Сидевший с важным видом у телефона дежурный беспрестанно крутил ручку аппарата; пытаясь с кем-то связаться, он кричал в трубку беспокойно: «Алло! Алло!», и у Короля создалось впечатление, что все дежурные везде сидят у телефона и кричат «алло». На «бандитов» дежурный внимания не обращал. Лыхе и Векшель, сдав их сюда, ушли. Лыхе скоро вернулся, поманил пальцем Ивана:
— Ты иди.
Иван как бы не понял, что от него требуют, полез в карман за трубкой… Тогда Лыхе повторил:
— Ты можешь идти домой. Иди, иди! — подталкивая Ивана в спину, вытолкал его вон.
Сложный процесс полицейско-милицейской логики пока еще не был доступен пониманию Короля: почему одного Ивана отпустили?
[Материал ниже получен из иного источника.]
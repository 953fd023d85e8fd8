//! Shared contracts for the iris consultation engine.
//!
//! Everything in this crate is a frozen interface: command/result envelopes,
//! the opaque consultation state, provenance records, value envelopes, and
//! question descriptors.  Behaviour lives in the component crates; this crate
//! only defines the shapes they exchange.

mod commands;
mod envelope;
mod episode_view;
mod mode;
mod provenance;
mod question;
mod results;

pub use commands::{Command, ConsultationState};
pub use envelope::ValueEnvelope;
pub use episode_view::EpisodeView;
pub use mode::ConversationMode;
pub use provenance::{ConfidenceLevel, Provenance};
pub use question::{FieldType, QuestionDescriptor, QuestionKind};
pub use results::{CommandResult, FinalReport, IllegalCommand, TurnMetadata, TurnResult};
//! Episode triage: the probabilistic ambiguity gate in front of extraction.
//!
//! The generator produces a probabilistic signal over each utterance; the
//! safety assessor collapses it into a finite decision; the narrowing
//! prompt coerces the conversation back to the current problem when the
//! decision is not safe.  This is the sole boundary between probabilistic
//! inference and deterministic control flow.

mod generator;
mod narrowing;
mod safety;
mod signal;

pub use generator::{EpisodeContext, EpisodeHypothesisGenerator};
pub use narrowing::narrowing_prompt;
pub use safety::{assess_episode_safety, EpisodeSafetyStatus, SafetyPolicy};
pub use signal::{ConfidenceBand, EpisodeHypothesisSignal};
/// One presenting problem within the consultation.
///
/// Episode ids are 1-indexed, user-facing, assigned monotonically, and never
/// reused.  They are NOT list indexes — always resolve through the manager.
#[derive(Debug, Clone, PartialEq, Serialize, Deserialize)]
pub struct Episode {
    pub episode_id: u32,
    pub timestamp_started: DateTime<Utc>,
    pub timestamp_last_updated: DateTime<Utc>,
    #[serde(default)]
    pub questions_answered: BTreeSet<String>,
    #[serde(default)]
    pub questions_satisfied: BTreeSet<String>,
    #[serde(default)]
    pub follow_up_blocks_activated: BTreeSet<String>,
    #[serde(default)]
    pub follow_up_blocks_completed: BTreeSet<String>,
    /// Flat clinical key-value pairs, serialized inline with the episode.
    #[serde(flatten)]
    pub fields: Map<String, Value>,
}

impl Episode {
    fn new(episode_id: u32) -> Self {
        let now = Utc::now();
        Self {
            episode_id,
            timestamp_started: now,
            timestamp_last_updated: now,
            questions_answered: BTreeSet::new(),
            questions_satisfied: BTreeSet::new(),
            follow_up_blocks_activated: BTreeSet::new(),
            follow_up_blocks_completed: BTreeSet::new(),
            fields: Map::new(),
        }
    }

    /// An episode with no clinical fields is "empty" — retained in the
    /// canonical snapshot, filtered from clinical exports.
    pub fn is_empty(&self) -> bool {
        self.fields.is_empty()
    }
}

/// One recorded dialogue exchange within an episode.
#[derive(Debug, Clone, PartialEq, Serialize, Deserialize)]
pub struct DialogueRecord {
    pub question_id: String,
    pub question_text: String,
    pub patient_response: String,
    pub extracted_fields: Map<String, Value>,
    pub timestamp: DateTime<Utc>,
}

/// Multi-episode consultation state container.
///
/// Instances are ephemeral: rehydrated from the previous canonical snapshot
/// at turn start, mutated during the turn, and serialized back at turn end.
/// Turn-level envelope fields (turn counter, pending question, flags) are
/// owned by the dialogue manager and never stored here.
#[derive(Debug, Clone)]
pub struct StateManager {
    episodes: Vec<Episode>,
    shared_data: Map<String, Value>,
    episode_provenance: BTreeMap<u32, BTreeMap<String, Provenance>>,
    shared_provenance: BTreeMap<String, Provenance>,
    dialogue_history: BTreeMap<u32, Vec<DialogueRecord>>,
    conversation_mode: ConversationMode,
    clarification_context: Option<ClarificationContext>,
    next_episode_id: u32,
}
use std::path::Path;

use anyhow::{Context, Result};
use serde::Deserialize;
use serde_json::{Map, Value};

/// Initialization template for consultation state.
///
/// The state manager uses only the shared-data template: new consultations
/// start from a copy of it (collection fields seeded as empty arrays, flat
/// scalars absent until collected).
#[derive(Debug, Clone, Default, Deserialize)]
pub struct ClinicalDataModel {
    #[serde(default)]
    pub shared_data: Map<String, Value>,
}

impl ClinicalDataModel {
    pub fn load(path: impl AsRef<Path>) -> Result<Self> {
        let path = path.as_ref();
        let raw = std::fs::read_to_string(path)
            .with_context(|| format!("clinical data model not found: {}", path.display()))?;
        serde_json::from_str(&raw)
            .with_context(|| format!("clinical data model is not valid JSON: {}", path.display()))
    }
}
use serde::{Deserialize, Serialize};

/// Confidence band for the generator's probabilistic outputs.
#[derive(Debug, Clone, Copy, PartialEq, Eq, Serialize, Deserialize)]
#[serde(rename_all = "lowercase")]
pub enum ConfidenceBand {
    Low,
    Medium,
    High,
}

impl ConfidenceBand {
    pub fn parse(value: &str) -> Option<Self> {
        match value.trim().to_lowercase().as_str() {
            "low" => Some(Self::Low),
            "medium" => Some(Self::Medium),
            "high" => Some(Self::High),
            _ => None,
        }
    }
}

/// Structured signal from the episode hypothesis generator.
///
/// `hypothesis_count` semantics: 0 = no episode referenced (off-topic or
/// unclear input), 1 = exactly one, 2 = more than one (counts above two are
/// capped — ">1" is the decision-relevant fact).  `pivot_detected` is only
/// meaningful alongside a single hypothesis.
#[derive(Debug, Clone, Copy, PartialEq, Eq, Serialize)]
pub struct EpisodeHypothesisSignal {
    pub hypothesis_count: u8,
    pub confidence_band: ConfidenceBand,
    pub pivot_detected: bool,
    pub pivot_confidence_band: ConfidenceBand,
}

impl EpisodeHypothesisSignal {
    /// Single hypothesis, no pivot, high confidence throughout.
    ///
    /// This is both the "nothing suspicious" reading and the deliberate
    /// fail-open default when the model emits garbage: malformed triage
    /// output must never stall a live consultation.
    pub fn no_ambiguity() -> Self {
        Self {
            hypothesis_count: 1,
            confidence_band: ConfidenceBand::High,
            pivot_detected: false,
            pivot_confidence_band: ConfidenceBand::High,
        }
    }

    /// Signal for empty input: nothing was said, so nothing was referenced.
    pub fn empty_input() -> Self {
        Self {
            hypothesis_count: 0,
            confidence_band: ConfidenceBand::High,
            pivot_detected: false,
            pivot_confidence_band: ConfidenceBand::High,
        }
    }
}
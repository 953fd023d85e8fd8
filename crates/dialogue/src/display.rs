//! Human-readable rendering of a canonical state snapshot for the debug
//! panel and the CLI harness.

use serde_json::Value;

const OPERATIONAL_KEYS: &[&str] = &[
    "episode_id",
    "timestamp_started",
    "timestamp_last_updated",
    "questions_answered",
    "questions_satisfied",
    "follow_up_blocks_activated",
    "follow_up_blocks_completed",
];

/// Compact multi-line summary of the consultation so far.
pub fn format_state_for_display(snapshot: &Value) -> String {
    let mut lines = Vec::new();

    let consultation_id = snapshot
        .get("consultation_id")
        .and_then(Value::as_str)
        .unwrap_or("?");
    let mode = snapshot
        .get("conversation_mode")
        .and_then(Value::as_str)
        .unwrap_or("?");
    let turn_count = snapshot.get("turn_count").and_then(Value::as_u64).unwrap_or(0);
    lines.push(format!("consultation {consultation_id} | turn {turn_count} | mode {mode}"));

    if let Some(episodes) = snapshot.get("episodes").and_then(Value::as_array) {
        for episode in episodes {
            let id = episode.get("episode_id").and_then(Value::as_u64).unwrap_or(0);
            let answered = episode
                .get("questions_answered")
                .and_then(Value::as_array)
                .map_or(0, Vec::len);
            let blocks = episode
                .get("follow_up_blocks_activated")
                .and_then(Value::as_array)
                .map_or(0, Vec::len);

            let fields: Vec<String> = episode
                .as_object()
                .map(|map| {
                    map.iter()
                        .filter(|(key, _)| !OPERATIONAL_KEYS.contains(&key.as_str()))
                        .map(|(key, value)| format!("{key}={}", compact(value)))
                        .collect()
                })
                .unwrap_or_default();

            lines.push(format!(
                "  episode {id}: {answered} answered, {blocks} blocks, fields [{}]",
                fields.join(", ")
            ));
        }
    }

    if let Some(shared) = snapshot.get("shared_data").and_then(Value::as_object) {
        if !shared.is_empty() {
            let fields: Vec<String> = shared
                .iter()
                .map(|(key, value)| format!("{key}={}", compact(value)))
                .collect();
            lines.push(format!("  shared: [{}]", fields.join(", ")));
        }
    }

    lines.join("\n")
}

fn compact(value: &Value) -> String {
    let rendered = match value {
        Value::String(text) => text.clone(),
        other => other.to_string(),
    };
    if rendered.chars().count() > 40 {
        let truncated: String = rendered.chars().take(40).collect();
        format!("{truncated}…")
    } else {
        rendered
    }
}

#[cfg(test)]
mod tests {
    use serde_json::json;

    use super::format_state_for_display;

    #[test]
    fn renders_episodes_and_shared_data() {
        let snapshot = json!({
            "consultation_id": "abc12345",
            "turn_count": 4,
            "conversation_mode": "extraction",
            "episodes": [{
                "episode_id": 1,
                "questions_answered": ["gq_1", "vl_1"],
                "questions_satisfied": ["gq_1", "vl_1", "vl_2"],
                "follow_up_blocks_activated": [],
                "follow_up_blocks_completed": [],
                "vl_present": true,
            }],
            "shared_data": {"medications": ["latanoprost"]},
        });

        let view = format_state_for_display(&snapshot);
        assert!(view.contains("consultation abc12345 | turn 4 | mode extraction"));
        assert!(view.contains("episode 1: 2 answered"));
        assert!(view.contains("vl_present=true"));
        assert!(view.contains("shared: [medications="));
        assert!(!view.contains("questions_satisfied="));
    }
}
И остался Король в ожидании неприятностей. Боялся ли он? А как же!..
Алфреда в это самое время уложили на носилки в подвале городской больницы. Сопровождавшие его Вальве и старый фельдшер из Кишмялягушки ушли, но он этого не осознавал, как, наверное, не осознавал и их присутствия…
За Королем вскоре пришли. Два милиционера повели его в ту уже известную «тюрьму», втолкнули в ту же самую камеру, в которой однажды Алфред познакомился с пресловутым Рууди. Не успел он здесь осмотреться, открылась дверь, и дежурный милиционер протянул ему примерно четверть буханки городского черного хлеба, на хлебе поперек валялась не слишком упитанная селедка. Король Люксембургский очутился в заключении.
Грустную ночку провел здесь Его Величество. Хотелось пожаловаться кому-нибудь на несправедливость жизни. Но и чувство собственной вины не давало покоя: он не сомневался, что его заточили за аккордеон. Потом его мысли перешли к другим сложным думам о жизни, в частности к Марви, а от нее — к Энде, к «сложным» потому, что здесь его чувства раздвоились. Однако его душевная мятежность не помешала настроиться на обычный, свойственный ему романтичный лад, и уже он Ринальдо Ринальдини [10] Итальянский Робин Гуд.
, но… Ринальдини не однажды бежал из тюрьмы, а он, Король?
Посмотрев на решетки, на дверь, обитую железом, он понимал: не выбраться. Вспомнилась Ангелочек: наверно, так же была в одиночестве в своей камере? Из коридора доносились звуки, хлопали-гремели двери, раздавались голоса людей, какая-то жизнь его окружала. Но он был один со своим несчастьем и селедкой, так что ничего более не оставалось, как съесть ее. Он сидел на нарах, грыз селедку и гадал: вернулся Иван в их Дом Вороны в лесу Смолоспуска? Или… Ему представилось, как Иван сидит у Лилиан и делает уроки… От Ивана его мысли перескочили в нагрудный карман рубашки под свитером: фото Марви все еще не исправлено, ухо не приклеено. Но как бы с нею ни образовалось в дальнейшем, хорошо, что в тяжелую минуту она с ним. Все-таки не так одиноко. С думами о Марви и Энде он уснул.
Самый сладкий сон, это все знают, бывает под утро. Мудрые люди объясняют это просто: к утру съеденную вечером селедку желудок уже обработал, Даже кишечник, куда селедка затем попала, препроводил ее до того места, где она, навеки успокоенная, ждет своего последнего назначения; в связи с этим, поскольку организму теперь делать более нечего, он тоже успокоится, давая возможность расслабиться каждой клетке в человеческой жизненной механике, отчего и спит он в это время наиболее спокойно. Именно в тот самый сладкий сон открылась со скрипом дверь и в камеру вошли люди.